In the last 20 years, corporate profits have largely gone to property developers and companies based on internet platforms, Liao said.
In light of new policy priorities, he said, it’s important for investors to distinguish between internet-based businesses and those developing more tangible kinds of technology like hardware — even if both kinds of companies are loosely referred to as “tech” businesses in English.
With the U.S. now under President Joe Biden and bent on competing with China, Beijing is increasing investing in an ambitious multi-year plan to build up its domestic technology ranging from semiconductors to quantum computing.
The “China market can still offer attractive investment returns for global investors, and the challenge lies in identifying the potential future winners amid China’s rebalancing,” Bank of America Securities analysts wrote in a Sept. 10 report.
They pointed to a shift over the last two decades in the largest Chinese companies by market capitalization — from telecommunications, to banks, to internet stocks. Going forward, they expect greater regulation on internet and property industries, “while advanced manufacturing, technology, and green energy related sectors will be promoted.”

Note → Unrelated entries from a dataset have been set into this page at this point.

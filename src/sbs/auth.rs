//! SBS account login.
//!
//! The website hands out a PHP session on any request. Logging in binds a
//! user to that session, and the session can then be exchanged for a chat
//! token that the websocket `bind` frame carries.
//!
//! Use `Authenticator::http()` for production, `Authenticator::static_map()`
//! for tests.

use std::collections::HashMap;

use md5::{Digest, Md5};
use serde::Deserialize;
use serde_json::Value;

const SESSION_COOKIE: &str = "PHPSESSID";

/// A logged-in chat identity.
#[derive(Debug, Clone, PartialEq, Eq)]
pub struct Account {
    pub uid: u64,
    pub username: String,
    /// Chat auth key, sent with `bind` and every message.
    pub token: String,
}

#[derive(Debug, thiserror::Error)]
pub enum AuthError {
    #[error("request to SBS failed: {0}")]
    Http(#[from] reqwest::Error),
    #[error("SBS did not hand out a session")]
    MissingSession,
    #[error("SBS rejected the login for {0}")]
    Rejected(String),
    #[error("SBS did not return a chat token")]
    MissingToken,
}

pub enum Authenticator {
    Http(HttpAuthenticator),
    Static(StaticAuthenticator),
}

impl Authenticator {
    /// Log in against the SBS query API at `endpoint`.
    pub fn http(endpoint: impl Into<String>) -> Result<Self, AuthError> {
        let client = reqwest::Client::builder().cookie_store(true).build()?;
        Ok(Authenticator::Http(HttpAuthenticator {
            client,
            endpoint: endpoint.into(),
        }))
    }

    /// Accept only the given `username -> (password, account)` pairs (for testing).
    pub fn static_map(accounts: HashMap<String, (String, Account)>) -> Self {
        Authenticator::Static(StaticAuthenticator { accounts })
    }

    pub async fn login(&self, username: &str, password: &str) -> Result<Account, AuthError> {
        match self {
            Authenticator::Http(a) => a.login(username, password).await,
            Authenticator::Static(a) => a.login(username, password),
        }
    }
}

pub struct HttpAuthenticator {
    client: reqwest::Client,
    endpoint: String,
}

#[derive(Deserialize)]
struct LoginReply {
    #[serde(default)]
    requester: Option<Requester>,
}

#[derive(Deserialize)]
struct Requester {
    uid: u64,
    username: String,
}

#[derive(Deserialize)]
struct ChatAuthReply {
    #[serde(default)]
    result: Value,
}

impl HttpAuthenticator {
    async fn login(&self, username: &str, password: &str) -> Result<Account, AuthError> {
        // Any page hands out a session; the query root is enough.
        let response = self.client.get(&self.endpoint).send().await?;
        let session = response
            .cookies()
            .find(|c| c.name() == SESSION_COOKIE)
            .map(|c| c.value().to_string())
            .ok_or(AuthError::MissingSession)?;

        let digest = password_digest(password);
        let reply: LoginReply = self
            .client
            .post(format!("{}/submit/login", self.endpoint))
            .query(&[("session", session.as_str())])
            .form(&[("username", username), ("password", digest.as_str())])
            .send()
            .await?
            .error_for_status()?
            .json()
            .await?;
        let requester = reply
            .requester
            .filter(|r| r.uid != 0)
            .ok_or_else(|| AuthError::Rejected(username.to_string()))?;
        tracing::debug!(uid = requester.uid, "SBS login accepted for {}", requester.username);

        let reply: ChatAuthReply = self
            .client
            .post(format!("{}/request/chatauth", self.endpoint))
            .query(&[("session", session.as_str())])
            .send()
            .await?
            .error_for_status()?
            .json()
            .await?;
        let token = reply
            .result
            .as_str()
            .filter(|t| !t.is_empty())
            .ok_or(AuthError::MissingToken)?;

        Ok(Account {
            uid: requester.uid,
            username: requester.username,
            token: token.to_string(),
        })
    }
}

/// SBS expects the password as lowercase hex MD5.
fn password_digest(password: &str) -> String {
    hex::encode(Md5::digest(password.as_bytes()))
}

pub struct StaticAuthenticator {
    accounts: HashMap<String, (String, Account)>,
}

impl StaticAuthenticator {
    fn login(&self, username: &str, password: &str) -> Result<Account, AuthError> {
        match self.accounts.get(username) {
            Some((expected, account)) if expected == password => Ok(account.clone()),
            _ => Err(AuthError::Rejected(username.to_string())),
        }
    }
}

The bank listed a few contenders for “future winners.”
- Sportswear: Anta
- Health care: Wuxi Bio
- Electric vehicles and and EV battery: BYD
- Lithium in new materials: Ganfeng
- Renewable energy: Long Yuan
- Tech hardware: Flat Glass
“Certain industrials sectors that we currently do not cover could also have promising opportunities,” the analysts said.
Future of investing in China
For Chinese after-school tutoring companies that once attracted billions of dollars, they’re now trying to survive by building up courses in non-academic areas like art or adult education. Those in the industry say it’s an uncertain path that has a market only a fraction of what the companies used to operate in.
SoftBank is waiting for clarity on the regulatory front before resuming “active investment in China,” its Chief Executive Masayoshi Son said in an earnings call on Aug. 10.
“We don’t have any doubt about future potential of China … In one year or two years under the new rules and under the new orders, I think things will be much clearer,” Son said, according to a FactSet transcript.
When contacted by CNBC last week about its investment plans for China, Softbank pointed to how it led investment rounds in the last few weeks in Agile Robots, a Chinese-German industrial robotics company, and Ekuaibao, a Beijing-based enterprise reimbursement software company.
“Our commitment to China is unchanged. We continue to invest in this dynamic market and help entrepreneurs drive a wave of innovation,” SoftBank said in a statement.
But when it comes to bets on the education industry, some investors have decided to look elsewhere in Asia.
In June, Bangalore-based online education company Byju became the most valuable start-up in India after raising $350 million from UBS, Zoom founder Eric Yuan, Blackstone and others. Byju is valued at $16.5 billion, according to CB Insights.